> WHAT THE TASK REQUIRES
Which lines of the records contain "deadline"? Collect every one of them.

(INPUT MATERIAL begins)

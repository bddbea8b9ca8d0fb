//! Inbound event classification.
//!
//! RESPONSE events are published into the `EventStore` once per contained
//! message, keyed by that message's correlation id. Everything else is only
//! logged.

use crate::ports::EventHandler;
use crate::store::EventStore;
use chrono::SecondsFormat;
use std::sync::atomic::{AtomicU64, Ordering};
use std::sync::Arc;
use tracing::{debug, info};
use venue_types::{Event, EventType};

/// Counters by event type
#[derive(Debug, Default)]
pub struct HandlerStats {
    pub responses: AtomicU64,
    pub subscription_status: AtomicU64,
    pub subscription_data: AtomicU64,
    pub session_status: AtomicU64,
}

/// Handler that feeds RESPONSE events into an `EventStore`.
pub struct CorrelatingEventHandler {
    store: Arc<EventStore>,
    stats: HandlerStats,
}

impl CorrelatingEventHandler {
    pub fn new(store: Arc<EventStore>) -> Self {
        Self {
            store,
            stats: HandlerStats::default(),
        }
    }

    pub fn store(&self) -> &Arc<EventStore> {
        &self.store
    }

    pub fn stats(&self) -> &HandlerStats {
        &self.stats
    }

    fn handle_response(&self, event: Event) {
        self.stats.responses.fetch_add(1, Ordering::Relaxed);
        // Every message gets the whole event under its own id.
        for correlation_id in event.correlation_ids() {
            debug!(
                correlation_id = %correlation_id,
                messages = event.messages.len(),
                "Received response"
            );
            self.store.publish(correlation_id, event.clone());
        }
    }

    fn log_subscription_data(&self, event: &Event) {
        self.stats.subscription_data.fetch_add(1, Ordering::Relaxed);
        for message in &event.messages {
            let at = message.time.to_rfc3339_opts(SecondsFormat::Millis, true);
            for element in &message.elements {
                let values: Vec<String> = element
                    .iter()
                    .map(|(name, value)| format!("{}={}", name, value))
                    .collect();
                debug!(kind = ?message.kind, at = %at, values = %values.join(" "), "Market data");
            }
        }
    }
}

impl EventHandler for CorrelatingEventHandler {
    fn on_event(&self, event: Event) {
        match event.event_type {
            EventType::Response => self.handle_response(event),
            EventType::SubscriptionData => self.log_subscription_data(&event),
            EventType::SubscriptionStatus => {
                self.stats.subscription_status.fetch_add(1, Ordering::Relaxed);
                for message in &event.messages {
                    info!(kind = ?message.kind, "Subscription status");
                }
            }
            EventType::SessionStatus => {
                self.stats.session_status.fetch_add(1, Ordering::Relaxed);
                for message in &event.messages {
                    info!(kind = ?message.kind, "Session status");
                }
            }
        }
    }
}

#[cfg(test)]
mod tests {
    use super::*;
    use venue_types::{fields, CorrelationId, Element, Message, MessageKind};

    fn handler() -> CorrelatingEventHandler {
        CorrelatingEventHandler::new(Arc::new(EventStore::new()))
    }

    #[test]
    fn test_response_published_per_message() {
        let handler = handler();
        let event = Event::response(vec![
            Message::new(MessageKind::CreateOrder).with_correlation_id("a".into()),
            Message::new(MessageKind::CreateOrder).with_correlation_id("b".into()),
        ]);

        handler.on_event(event.clone());

        let store = handler.store();
        assert_eq!(store.len(), 2);
        assert_eq!(store.wait_for(&CorrelationId::from("a")), event);
        assert_eq!(store.wait_for(&CorrelationId::from("b")), event);
        assert_eq!(handler.stats().responses.load(Ordering::Relaxed), 1);
    }

    #[test]
    fn test_uncorrelated_response_keyed_by_empty_id() {
        let handler = handler();
        handler.on_event(Event::response(vec![Message::new(MessageKind::CancelOrder)]));
        assert!(handler.store().contains(&CorrelationId::empty()));
    }

    #[test]
    fn test_non_response_events_do_not_touch_store() {
        let handler = handler();
        let data = Event::new(
            EventType::SubscriptionData,
            vec![Message::new(MessageKind::MarketDepth)
                .with_correlation_id("sub".into())
                .with_element(
                    Element::new()
                        .with(fields::BID_PRICE, "99.5")
                        .with(fields::ASK_PRICE, "100.5"),
                )],
        );
        let status = Event::new(
            EventType::SubscriptionStatus,
            vec![Message::new(MessageKind::SubscriptionStarted)],
        );
        let session = Event::new(
            EventType::SessionStatus,
            vec![Message::new(MessageKind::SessionConnectionUp)],
        );

        handler.on_event(data);
        handler.on_event(status);
        handler.on_event(session);

        assert!(handler.store().is_empty());
        assert_eq!(handler.stats().subscription_data.load(Ordering::Relaxed), 1);
        assert_eq!(handler.stats().subscription_status.load(Ordering::Relaxed), 1);
        assert_eq!(handler.stats().session_status.load(Ordering::Relaxed), 1);
    }
}
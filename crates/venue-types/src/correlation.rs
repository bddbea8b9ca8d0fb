//! Correlation ID for request/response matching.
//!
//! Unlike a generated identifier, the harness picks these itself so the id is
//! readable in logs (`create_order_3`, `delete_order_3`).

use serde::{Deserialize, Serialize};
use std::borrow::Borrow;
use std::fmt;

/// Caller-assigned token linking an outstanding request to its response.
///
/// Messages that carry no correlation id are keyed under the empty id.
#[derive(Debug, Clone, Default, PartialEq, Eq, Hash, PartialOrd, Ord, Serialize, Deserialize)]
#[serde(transparent)]
pub struct CorrelationId(String);

impl CorrelationId {
    /// Create from any string-like value
    pub fn new(id: impl Into<String>) -> Self {
        Self(id.into())
    }

    /// The id used for messages that carry no correlation
    pub fn empty() -> Self {
        Self(String::new())
    }

    /// Correlation id for the create phase of iteration `iteration`
    pub fn create_order(iteration: usize) -> Self {
        Self(format!("create_order_{}", iteration))
    }

    /// Correlation id for the cancel phase of iteration `iteration`
    pub fn delete_order(iteration: usize) -> Self {
        Self(format!("delete_order_{}", iteration))
    }

    pub fn as_str(&self) -> &str {
        &self.0
    }

    pub fn is_empty(&self) -> bool {
        self.0.is_empty()
    }
}

impl fmt::Display for CorrelationId {
    fn fmt(&self, f: &mut fmt::Formatter<'_>) -> fmt::Result {
        f.write_str(&self.0)
    }
}

impl From<&str> for CorrelationId {
    fn from(id: &str) -> Self {
        Self(id.to_string())
    }
}

impl From<String> for CorrelationId {
    fn from(id: String) -> Self {
        Self(id)
    }
}

impl AsRef<str> for CorrelationId {
    fn as_ref(&self) -> &str {
        &self.0
    }
}

impl Borrow<str> for CorrelationId {
    fn borrow(&self) -> &str {
        &self.0
    }
}
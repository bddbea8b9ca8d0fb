//! Event Store - blocking side of the async-to-sync bridge.
//!
//! Maps correlation IDs to the most recent RESPONSE event that carried them.
//! The session's delivery thread publishes; the driver thread waits.
//!
//! Flow:
//! 1. Driver picks a CorrelationId and sends the request
//! 2. Driver calls `wait_for()` / `wait_for_timeout()` and parks
//! 3. Delivery thread receives the response and calls `publish()`
//! 4. Driver wakes, reads the event, extracts what it needs
//! 5. Driver calls `remove()`
//!
//! The map and the condition variable share one mutex, so a publish that
//! lands before the waiter's presence check is always seen.

use crate::error::{LatencyError, LatencyResult};
use parking_lot::{Condvar, Mutex};
use std::collections::HashMap;
use std::sync::atomic::{AtomicU64, Ordering};
use std::time::{Duration, Instant};
use tracing::{debug, trace, warn};
use venue_types::{CorrelationId, Event};

/// Statistics for the event store
#[derive(Debug, Default)]
pub struct StoreStats {
    /// Total publishes (including overwrites)
    pub total_published: AtomicU64,
    /// Publishes that replaced an unconsumed entry
    pub total_overwritten: AtomicU64,
    /// Waits that returned an event
    pub total_consumed: AtomicU64,
    /// Waits that hit their deadline
    pub total_timeouts: AtomicU64,
    /// Removals of present entries
    pub total_removed: AtomicU64,
}

/// Thread-safe correlation map with blocking lookup.
pub struct EventStore {
    entries: Mutex<HashMap<CorrelationId, Event>>,
    /// Broadcast on every publish; waiters recheck their own id.
    published: Condvar,
    stats: StoreStats,
}

impl EventStore {
    pub fn new() -> Self {
        Self {
            entries: Mutex::new(HashMap::new()),
            published: Condvar::new(),
            stats: StoreStats::default(),
        }
    }

    /// Insert or overwrite the event for `correlation_id` and wake all waiters.
    pub fn publish(&self, correlation_id: CorrelationId, event: Event) {
        let replaced = {
            let mut entries = self.entries.lock();
            trace!(correlation_id = %correlation_id, "Publishing event");
            entries.insert(correlation_id.clone(), event).is_some()
        };
        self.published.notify_all();

        self.stats.total_published.fetch_add(1, Ordering::Relaxed);
        if replaced {
            self.stats.total_overwritten.fetch_add(1, Ordering::Relaxed);
            warn!(
                correlation_id = %correlation_id,
                "Overwrote unconsumed event for correlation ID"
            );
        } else {
            debug!(correlation_id = %correlation_id, "Published event");
        }
    }

    /// Block until an entry for `correlation_id` exists and return a copy of it.
    ///
    /// Waits indefinitely. Prefer [`EventStore::wait_for_timeout`].
    pub fn wait_for(&self, correlation_id: &CorrelationId) -> Event {
        let mut entries = self.entries.lock();
        loop {
            if let Some(event) = entries.get(correlation_id) {
                self.stats.total_consumed.fetch_add(1, Ordering::Relaxed);
                return event.clone();
            }
            self.published.wait(&mut entries);
        }
    }

    /// Block until an entry for `correlation_id` exists or `timeout` elapses.
    pub fn wait_for_timeout(
        &self,
        correlation_id: &CorrelationId,
        timeout: Duration,
    ) -> LatencyResult<Event> {
        let deadline = Instant::now() + timeout;
        let mut entries = self.entries.lock();
        loop {
            if let Some(event) = entries.get(correlation_id) {
                self.stats.total_consumed.fetch_add(1, Ordering::Relaxed);
                return Ok(event.clone());
            }
            if self.published.wait_until(&mut entries, deadline).timed_out() {
                // The lock is held again here; one last look before giving up.
                if let Some(event) = entries.get(correlation_id) {
                    self.stats.total_consumed.fetch_add(1, Ordering::Relaxed);
                    return Ok(event.clone());
                }
                self.stats.total_timeouts.fetch_add(1, Ordering::Relaxed);
                return Err(LatencyError::CorrelationTimeout {
                    correlation_id: correlation_id.clone(),
                    timeout,
                });
            }
        }
    }

    /// Wait with an optional deadline; `None` blocks indefinitely.
    pub fn wait(
        &self,
        correlation_id: &CorrelationId,
        timeout: Option<Duration>,
    ) -> LatencyResult<Event> {
        match timeout {
            Some(timeout) => self.wait_for_timeout(correlation_id, timeout),
            None => Ok(self.wait_for(correlation_id)),
        }
    }

    /// Delete the entry for `correlation_id`.
    ///
    /// Returns true if an entry was present. Absent ids are a no-op.
    pub fn remove(&self, correlation_id: &CorrelationId) -> bool {
        let removed = self.entries.lock().remove(correlation_id).is_some();
        if removed {
            self.stats.total_removed.fetch_add(1, Ordering::Relaxed);
        }
        removed
    }

    /// Check if an entry is present for `correlation_id`
    pub fn contains(&self, correlation_id: &CorrelationId) -> bool {
        self.entries.lock().contains_key(correlation_id)
    }

    /// Number of entries currently held
    pub fn len(&self) -> usize {
        self.entries.lock().len()
    }

    pub fn is_empty(&self) -> bool {
        self.len() == 0
    }

    pub fn stats(&self) -> &StoreStats {
        &self.stats
    }
}

impl Default for EventStore {
    fn default() -> Self {
        Self::new()
    }
}
//! # Order Latency Runtime
//!
//! Wires the harness together and runs it.
//!
//! ## Startup Sequence
//!
//! 1. Load configuration (env file + environment, CLI overrides)
//! 2. Create the `EventStore` and the correlating handler
//! 3. Start the session with that handler
//! 4. Run the sampler
//! 5. Stop the session, whether or not the run succeeded
//!
//! ## Module Structure
//!
//! - `config` - `HarnessConfig` and env file parsing
//! - `session` - `SimulatedSession`, the in-process venue
//! - `report` - text and JSON rendering

pub mod config;
pub mod report;
pub mod session;

pub use config::{ConfigError, HarnessConfig};

use latency_core::{
    CorrelatingEventHandler, EventStore, LatencyError, LatencyReport, LatencyResult,
    LatencySample, LatencySampler, RequestCorrelator, Session,
};
use std::sync::Arc;
use tracing::info;

use crate::session::SimulatedSession;

/// Run every configured iteration against a simulated venue.
///
/// `on_sample` is called as each iteration completes. The session is stopped
/// before returning on both the success and the error path.
pub fn run_harness<F>(config: &HarnessConfig, on_sample: F) -> LatencyResult<LatencyReport>
where
    F: FnMut(&LatencySample),
{
    info!(
        venue = %config.venue,
        instrument = %config.instrument,
        credentials = ?config.credentials.masked(),
        iterations = config.iterations,
        timeout_ms = config.response_timeout.map(|t| t.as_millis() as u64),
        "Starting order latency harness"
    );

    let store = Arc::new(EventStore::new());
    let handler = Arc::new(CorrelatingEventHandler::new(Arc::clone(&store)));

    let session = SimulatedSession::start(config.simulation.clone(), &config.instrument, handler)
        .map_err(LatencyError::SessionStart)?;
    let session: Arc<dyn Session> = Arc::new(session);

    let correlator = RequestCorrelator::new(session, store, config.response_timeout);
    let sampler = LatencySampler::new(correlator, config.order_template(), config.sampler_config());

    let result = sampler.run_with(on_sample);
    sampler.correlator().shutdown();
    result
}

(INPUT MATERIAL ends)

> FINISHED TASK
    /// Waits that hit their deadline
        let deadline = Instant::now() + timeout;
            if self.published.wait_until(&mut entries, deadline).timed_out() {
    /// Wait with an optional deadline; `None` blocks indefinitely.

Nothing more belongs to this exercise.